Garimpo, extração de madeira e pesca ilegal. Mais perto da fronteira, no norte do País, grupos de indígenas isolados convivem ainda com a violência do tráfico internacional de drogas. O assassinato brutal do jornalista Dom Phillips e do indigenista Bruno Pereira expôs aos olhos do mundo mais do que um descaso sem precedentes com os povos tradicionais e o meio ambiente.

A crescente ausência do Estado na região da Amazônia tem método: serve para prover aos criminosos um “clima de total impunidade”, como disse o Le Monde. O jornal francês responsabiliza a pessoa de Jair Bolsonaro por uma série de medidas governamentais que servem de pano de fundo para o assassinato.

Embora os povos indígenas nunca tenham sido prioridade de nenhum dos governos brasileiros, a gestão de Jair Bolsonaro entrará para a história como “inimiga dos povos indígenas”. É o que avalia, em entrevista exclusiva ao GGN, a liderança indígena Sonia Guarajaja, que entrou para a lista de pessoas mais influentes da revista Time em 2022.

“É muito importante falar sobre o que estamos vivendo hoje, com o governo Bolsonaro. Nós, povos indígenas, nunca fomos prioridade em nenhum dos governos brasileiros. Os direitos indígenas sempre estiveram ameaçados, seja por conta do Congresso, por parte dos grandes empresários ou das multinacionais com interesse em acessar e explorar os territórios”, disse ela.

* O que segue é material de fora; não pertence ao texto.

//! Navigation pane rendering.

use crate::tui::SettingsApp;
use crate::tui::state::Category;
use crate::tui::ui::{option_list::render_option_list, theme};
use ratatui::{
    Frame,
    layout::Rect,
    widgets::{Block, Borders},
};

impl SettingsApp {
    pub(crate) fn render_navigation_pane(&self, frame: &mut Frame, area: Rect) {
        let focused = self.is_browsing();
        let block = Block::default().borders(Borders::ALL).border_style(theme::pane_border_style(focused));
        let inner = block.inner(area);
        frame.render_widget(block, area);

        let labels: Vec<&str> = Category::ALL.iter().map(|category| category.display_name()).collect();
        let highlighted = focused.then_some(self.navigation.hovered());
        render_option_list(frame, inner, &labels, self.navigation.selected(), highlighted);
    }
}
//! Event loop and top-level event routing.

use crate::tui::input::{EventSource, InputDecoder, InputEvent};
use crate::tui::layout::{RenderError, ensure_legible};
use crate::tui::screen::Screen;
use crate::tui::state::{SessionExit, SettingsApp};
use crate::{debug_enabled, log_debug, log_error};
use std::{
    any::Any,
    io,
    panic::{self, AssertUnwindSafe},
    time::Instant,
};

#[derive(Debug, Clone, Copy, PartialEq, Eq)]
pub(crate) enum AppAction {
    Navigate,
    Edit,
    Interrupt,
    Ignore,
}

fn resolve_action(app: &SettingsApp, event: InputEvent) -> AppAction {
    if app.closing_reason().is_some() {
        return AppAction::Ignore;
    }
    if event == InputEvent::CtrlC {
        return AppAction::Interrupt;
    }
    if app.is_browsing() {
        return AppAction::Navigate;
    }
    AppAction::Edit
}

impl SettingsApp {
    /// Route one key event. Resize is handled by the loop since it needs the screen.
    pub(crate) fn handle_event(&mut self, event: InputEvent) {
        self.tips.clear_notice();
        match resolve_action(self, event) {
            AppAction::Interrupt => self.begin_closing(SessionExit::Interrupted),
            AppAction::Navigate => self.handle_navigation_event(event),
            AppAction::Edit => self.handle_editor_event(event),
            AppAction::Ignore => {}
        }
    }
}

/// Read, dispatch and redraw until the session reaches `Closing`.
pub(crate) fn run_app<S: Screen, E: EventSource>(screen: &mut S, input: &mut InputDecoder<E>, app: &mut SettingsApp) -> SessionExit {
    if let Err(err) = refresh_geometry(screen, app) {
        return fatal(RenderError::Backend(err));
    }

    loop {
        if let Some(exit) = app.closing_reason() {
            return exit.clone();
        }

        if let Err(err) = render_frame(screen, app) {
            return fatal(err);
        }

        let event = match input.next_event() {
            Ok(event) => event,
            Err(err) => {
                log_error!("Failed to read terminal input: {}", err);
                return SessionExit::Fatal(format!("terminal input error: {}", err));
            }
        };

        if debug_enabled!() {
            log_debug!("Input event: {:?}", event);
        }

        if event == InputEvent::Resize {
            let resized = screen.clear().and_then(|()| refresh_geometry(screen, app));
            if let Err(err) = resized {
                return fatal(RenderError::Backend(err));
            }
            continue;
        }

        if let Err(payload) = panic::catch_unwind(AssertUnwindSafe(|| app.handle_event(event))) {
            let message = panic_message(payload.as_ref());
            log_error!("Handling {:?} failed: {}", event, message);
            return SessionExit::Fatal(format!("internal error: {}", message));
        }
    }
}

fn refresh_geometry<S: Screen>(screen: &mut S, app: &mut SettingsApp) -> io::Result<()> {
    let geometry = screen.geometry()?;
    log_debug!("Terminal geometry {}x{}", geometry.cols, geometry.rows);
    app.on_resize(geometry);
    Ok(())
}

/// Draw one frame. Panics raised while painting are caught here.
pub(crate) fn render_frame<S: Screen>(screen: &mut S, app: &SettingsApp) -> Result<(), RenderError> {
    ensure_legible(app.geometry)?;

    let started_at = Instant::now();
    let drawn = panic::catch_unwind(AssertUnwindSafe(|| screen.draw(&mut |frame| app.draw(frame))));
    match drawn {
        Ok(result) => result?,
        Err(payload) => return Err(RenderError::Panicked(panic_message(payload.as_ref()))),
    }

    if debug_enabled!() {
        log_debug!("Frame rendered in {:?}", started_at.elapsed());
    }
    Ok(())
}

fn fatal(err: RenderError) -> SessionExit {
    log_error!("Rendering failed: {}", err);
    SessionExit::Fatal(err.to_string())
}

fn panic_message(payload: &(dyn Any + Send)) -> String {
    if let Some(message) = payload.downcast_ref::<&str>() {
        return (*message).to_string();
    }
    if let Some(message) = payload.downcast_ref::<String>() {
        return message.clone();
    }
    "unknown panic".to_string()
}

#[cfg(test)]
#[path = "../../test/tui/app/events.rs"]
mod tests;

“A diferença é que, no governo Lula, a gente tinha divergências políticas operacionais. A pressão vinha do poder econômico e não conseguimos muitos avanços. No governo Bolsonaro, não somos somente divergentes. Bolsonaro é um governo declaradamente inimigo dos povos indígenas”, apontou.

Na lista dos 100 mais influentes da Time em 2022, a liderança indígena Sonia Guajajaja disputara uma vaga na Câmara dos Deputados pelo PSOL, partido coligado ao PT. Entusiasta da mudança feita pelas mãos dos próprios indígenas, ela diz que a promessa de Lula, de criar um ministério para a causa indígena, é insuficiente para resolver problemas históricos. Foto: Ricardo Stuckert

Coordenadora-executiva da Apib (União dos Povos Indígenas do Brasil) e pré-candidata a deputada federal pelo PSOL – partido coligado ao PT nas eleições gerais de 2022 – Sonia Guarajaja acredita que o governo Bolsonaro está em outro patamar de destruição, tornando impossível fazer comparações com outros governos.

“O Bolsonaro é porta-voz legitimo do agronegócio, da grilarem de terra. Não tem como comparar um com outro, no sentido de quem fez mais ou fez menos, porque não é só isso que está em jogo. Bolsonaro significa autoritarismo e risco de nova ditadura. No governo Lula e no governo Dilma, havia liberdade de fazer a luta, de cobrar, participar, de fazer controle social, construção das políticas públicas. Nesse governo, todos os espaços foram desmontados.”

MINISTÉRIO DA CAUSA INDÍGENA: UMA PROMESSA DE LULA

Líder nas pesquisas de opinião, o ex-presidente Lula já prometeu em seus discursos de pré-campanha retomar o protagonismo da sociedade civil organizada na gestão das políticas públicas. Em contraponto ao desmonte imposto por Bolsonaro, o petista indicou que, se eleito, criará um ministério para a causa indígena.

“Lula tem sido mais atencioso, mais compreensivo com as questões indígenas, e nós estamos ali, do lado, apresentando documentos, pautas, falando da importância da demarcação da terra indígena, da atenção que ele tem que dar para a governança que se vai construir numa nova gestão, para que essa governança não atrapalhe aquilo que ele pretende fazer.”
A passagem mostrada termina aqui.